Personal information
- Full name: William Pollock
- Born: 28 August 1886 Holywood, Ireland
- Died: 24 November 1972 (aged 86) Belfast, Northern Ireland
- Batting: Right-handed
- Bowling: Right-arm fast
- Relations: Stuart Pollock (son)

Domestic team information
- 1909–1923: Ireland

Career statistics
| Competition | First-class |
| Matches | 5 |
| Runs scored | 312 |
| Batting average | 34.66 |
| 100s/50s | 1/1 |
| Top score | 144 |
| Balls bowled | 450 |
| Wickets | 9 |
| Bowling average | 22.22 |
| 5 wickets in innings | – |
| 10 wickets in match | – |
| Best bowling | 3/47 |
| Catches/stumpings | 1/– |
- Source: Cricinfo, 21 October 2018

= William Pollock (cricketer) =

Irish cricketer

William Pollock (28 August 1886 - 24 November 1972) was an Irish first-class cricketer.

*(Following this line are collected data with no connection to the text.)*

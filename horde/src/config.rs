//! Run configuration loaded from JSON.
//!
//! ```json
//! {
//!   "stages": [
//!     { "duration": "15s", "target": 10 },
//!     { "duration": 10, "target": 10 },
//!     { "duration": "15s", "target": 0 }
//!   ],
//!   "pause": "1s"
//! }
//! ```
//!
//! Durations are either numbers, read as seconds, or human-readable strings
//! such as `"15s"`, `"1m 30s"` or `"250ms"`. A string holding a bare number
//! (`"10"`) is read as seconds too, but logged as ambiguous since it usually
//! means a unit was forgotten.
//!
//! Every value is checked when the config is loaded, so a bad profile fails
//! before any worker starts.
use std::{fs, path::Path, time::Duration};

use serde::{Deserialize, Serialize};
use tokio::time::Instant;

use crate::{
    error::ConfigError,
    executor::{Profile, Stage},
};

/// A duration as written in a config file.
#[derive(Clone, Debug, PartialEq, Serialize, Deserialize)]
#[serde(untagged)]
pub enum DurationSpec {
    Seconds(f64),
    Text(String),
}

impl DurationSpec {
    pub fn resolve(&self) -> Result<Duration, String> {
        match self {
            DurationSpec::Seconds(secs) => {
                if !secs.is_finite() || *secs < 0.0 {
                    return Err(format!("{secs} is not a non-negative number of seconds"));
                }
                Duration::try_from_secs_f64(*secs).map_err(|e| format!("{secs}s: {e}"))
            }
            DurationSpec::Text(text) => {
                let text = text.trim();
                if let Ok(secs) = text.parse::<f64>() {
                    tracing::warn!("Duration \"{text}\" has no unit, reading it as {text}s");
                    return DurationSpec::Seconds(secs).resolve();
                }
                humantime::parse_duration(text).map_err(|e| format!("\"{text}\": {e}"))
            }
        }
    }
}

impl From<Duration> for DurationSpec {
    fn from(value: Duration) -> Self {
        DurationSpec::Text(humantime::format_duration(value).to_string())
    }
}

#[derive(Clone, Debug, PartialEq, Serialize, Deserialize)]
#[serde(deny_unknown_fields)]
pub struct StageConfig {
    pub duration: DurationSpec,
    pub target: i64,
}

#[derive(Clone, Debug, PartialEq, Serialize, Deserialize)]
#[serde(rename_all = "camelCase", deny_unknown_fields)]
pub struct RunConfig {
    pub stages: Vec<StageConfig>,
    /// Reconciliation interval of the worker pool.
    #[serde(default = "default_tick")]
    pub tick: DurationSpec,
    /// Sleep between two iterations of the same worker.
    #[serde(default = "default_pause")]
    pub pause: DurationSpec,
    #[serde(default)]
    pub max_duration: Option<DurationSpec>,
    #[serde(default)]
    pub drain_timeout: Option<DurationSpec>,
    #[serde(default)]
    pub max_vus: Option<usize>,
    #[serde(default = "default_spawn_retry_limit")]
    pub spawn_retry_limit: u32,
}

fn default_tick() -> DurationSpec {
    DurationSpec::Seconds(1.0)
}

fn default_pause() -> DurationSpec {
    DurationSpec::Seconds(0.0)
}

fn default_spawn_retry_limit() -> u32 {
    5
}

impl RunConfig {
    /// A config with default settings around the given stages.
    pub fn with_stages(stages: Vec<StageConfig>) -> Self {
        Self {
            stages,
            tick: default_tick(),
            pause: default_pause(),
            max_duration: None,
            drain_timeout: None,
            max_vus: None,
            spawn_retry_limit: default_spawn_retry_limit(),
        }
    }

    pub fn from_json_str(json: &str) -> Result<Self, ConfigError> {
        let config: RunConfig = serde_json::from_str(json)?;
        config.validate()?;
        Ok(config)
    }

    pub fn from_path(path: impl AsRef<Path>) -> Result<Self, ConfigError> {
        let path = path.as_ref();
        let json = fs::read_to_string(path).map_err(|source| ConfigError::Io {
            path: path.to_path_buf(),
            source,
        })?;
        tracing::debug!("Loaded run config from {}", path.display());
        Self::from_json_str(&json)
    }

    /// Check every value without building anything.
    pub fn validate(&self) -> Result<(), ConfigError> {
        let profile = self.profile()?;
        if self.tick()?.is_zero() {
            return Err(ConfigError::ZeroTick);
        }
        self.pause()?;
        let planned = self.max_duration()?.unwrap_or(profile.total_duration());
        if Instant::now().checked_add(planned).is_none() {
            return Err(ConfigError::DeadlineOutOfRange { planned });
        }
        self.drain_timeout()?;
        Ok(())
    }

    pub fn profile(&self) -> Result<Profile, ConfigError> {
        let stages = self
            .stages
            .iter()
            .enumerate()
            .map(|(index, stage)| {
                let target = u32::try_from(stage.target).map_err(|_| ConfigError::InvalidTarget {
                    index,
                    value: stage.target.to_string(),
                })?;
                let duration = stage
                    .duration
                    .resolve()
                    .map_err(|reason| ConfigError::InvalidDuration { index, reason })?;
                Ok(Stage::new(duration, target))
            })
            .collect::<Result<Vec<_>, ConfigError>>()?;
        Profile::new(stages)
    }

    pub fn tick(&self) -> Result<Duration, ConfigError> {
        setting("tick", &self.tick)
    }

    pub fn pause(&self) -> Result<Duration, ConfigError> {
        setting("pause", &self.pause)
    }

    pub fn max_duration(&self) -> Result<Option<Duration>, ConfigError> {
        self.max_duration
            .as_ref()
            .map(|d| setting("maxDuration", d))
            .transpose()
    }

    pub fn drain_timeout(&self) -> Result<Option<Duration>, ConfigError> {
        self.drain_timeout
            .as_ref()
            .map(|d| setting("drainTimeout", d))
            .transpose()
    }
}

fn setting(field: &'static str, spec: &DurationSpec) -> Result<Duration, ConfigError> {
    spec.resolve()
        .map_err(|reason| ConfigError::InvalidSetting { field, reason })
}

#[cfg(test)]
mod tests {
    use super::*;

    #[test]
    fn parses_mixed_duration_forms() {
        let config = RunConfig::from_json_str(
            r#"{
                "stages": [
                    { "duration": "15s", "target": 10 },
                    { "duration": 10, "target": 10 },
                    { "duration": 2.5, "target": 4 },
                    { "duration": "1m 30s", "target": 0 }
                ],
                "pause": "250ms"
            }"#,
        )
        .unwrap();

        let profile = config.profile().unwrap();
        let durations: Vec<_> = profile.stages().iter().map(|s| s.duration).collect();
        assert_eq!(
            durations,
            [
                Duration::from_secs(15),
                Duration::from_secs(10),
                Duration::from_millis(2500),
                Duration::from_secs(90),
            ]
        );
        assert_eq!(config.pause().unwrap(), Duration::from_millis(250));
        assert_eq!(config.tick().unwrap(), Duration::from_secs(1));
        assert_eq!(config.spawn_retry_limit, 5);
        assert_eq!(config.max_vus, None);
    }

    #[test]
    fn unitless_string_is_read_as_seconds() {
        let config = RunConfig::from_json_str(
            r#"{ "stages": [ { "duration": "15s", "target": 10 }, { "duration": "10", "target": 10 } ] }"#,
        )
        .unwrap();
        assert_eq!(config.profile().unwrap().total_duration(), Duration::from_secs(25));
    }

    #[test]
    fn bad_duration_names_the_stage() {
        let err = RunConfig::from_json_str(
            r#"{ "stages": [ { "duration": "5s", "target": 1 }, { "duration": "soon", "target": 2 } ] }"#,
        )
        .unwrap_err();
        assert!(matches!(err, ConfigError::InvalidDuration { index: 1, .. }), "{err}");
    }

    #[test]
    fn negative_values_are_rejected() {
        let err = RunConfig::from_json_str(r#"{ "stages": [ { "duration": -1, "target": 1 } ] }"#)
            .unwrap_err();
        assert!(matches!(err, ConfigError::InvalidDuration { index: 0, .. }));

        let err = RunConfig::from_json_str(r#"{ "stages": [ { "duration": 1, "target": -3 } ] }"#)
            .unwrap_err();
        assert!(matches!(err, ConfigError::InvalidTarget { index: 0, .. }));
    }

    #[test]
    fn empty_or_idle_profiles_are_rejected() {
        let err = RunConfig::from_json_str(r#"{ "stages": [] }"#).unwrap_err();
        assert!(matches!(err, ConfigError::EmptyProfile));

        let err = RunConfig::from_json_str(r#"{ "stages": [ { "duration": "5s", "target": 0 } ] }"#)
            .unwrap_err();
        assert!(matches!(err, ConfigError::NoWorkers));
    }

    #[test]
    fn zero_tick_is_rejected() {
        let err = RunConfig::from_json_str(
            r#"{ "stages": [ { "duration": "5s", "target": 1 } ], "tick": 0 }"#,
        )
        .unwrap_err();
        assert!(matches!(err, ConfigError::ZeroTick));
    }

    #[test]
    fn malformed_json_and_unknown_fields() {
        assert!(matches!(
            RunConfig::from_json_str("{ not json"),
            Err(ConfigError::Parse(_))
        ));
        assert!(matches!(
            RunConfig::from_json_str(r#"{ "stages": [], "vus": 3 }"#),
            Err(ConfigError::Parse(_))
        ));
    }

    #[test]
    fn bad_optional_setting_is_named() {
        let err = RunConfig::from_json_str(
            r#"{ "stages": [ { "duration": "5s", "target": 1 } ], "maxDuration": "forever" }"#,
        )
        .unwrap_err();
        assert!(matches!(
            err,
            ConfigError::InvalidSetting {
                field: "maxDuration",
                ..
            }
        ));
    }

    #[test]
    fn oversized_durations_are_config_errors() {
        let err = RunConfig::from_json_str(
            r#"{ "stages": [ { "duration": 1e19, "target": 1 }, { "duration": 1e19, "target": 1 } ] }"#,
        )
        .unwrap_err();
        assert!(matches!(err, ConfigError::ProfileTooLong), "{err}");

        let err = RunConfig::from_json_str(r#"{ "stages": [ { "duration": 1e19, "target": 1 } ] }"#)
            .unwrap_err();
        assert!(matches!(err, ConfigError::DeadlineOutOfRange { .. }), "{err}");
    }

    #[test]
    fn missing_file() {
        let err = RunConfig::from_path("/definitely/not/here.json").unwrap_err();
        assert!(matches!(err, ConfigError::Io { .. }));
    }

    #[test]
    fn durations_round_trip_through_humantime() {
        let spec = DurationSpec::from(Duration::from_millis(1500));
        assert_eq!(spec.resolve().unwrap(), Duration::from_millis(1500));
    }
}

Pollock was born at Holywood in County Down, and was educated at Campbell College, Belfast. Considered to be the best Irish batsman of his time, Pollock made his debut in first-class cricket for Ireland against Scotland at Perth in 1909. His next first-class appearance came against the same opposition the following year at Dublin, before a two year gap before his next first-class appearance, which came for Stanley Cochrane's Woodbrook Club and Ground against the touring South Africans at Bray. His next appearance in first-class cricket came a decade later against Scotland in 1922, which saw Pollock record his only first-class century when he made 144 opening the batting in Ireland's first-innings. His final first-class appearance came the following year against the same opposition, with Pollock scoring 81 runs in Ireland's first-innings. Considered unfortunate not to play more times for Ireland, Pollock scored a total 312 runs across his five first-class matches at an average of 34.66, while with the ball he took 9 wickets at a bowling average of 22.22, with best figures of 3/47. Following his retirement from playing regular cricket, Pollock coached cricket at Rockport School and later ran a timber business. His son, Stuart Pollock, also played first-class cricket for Ireland and was president of the Irish Cricket Union.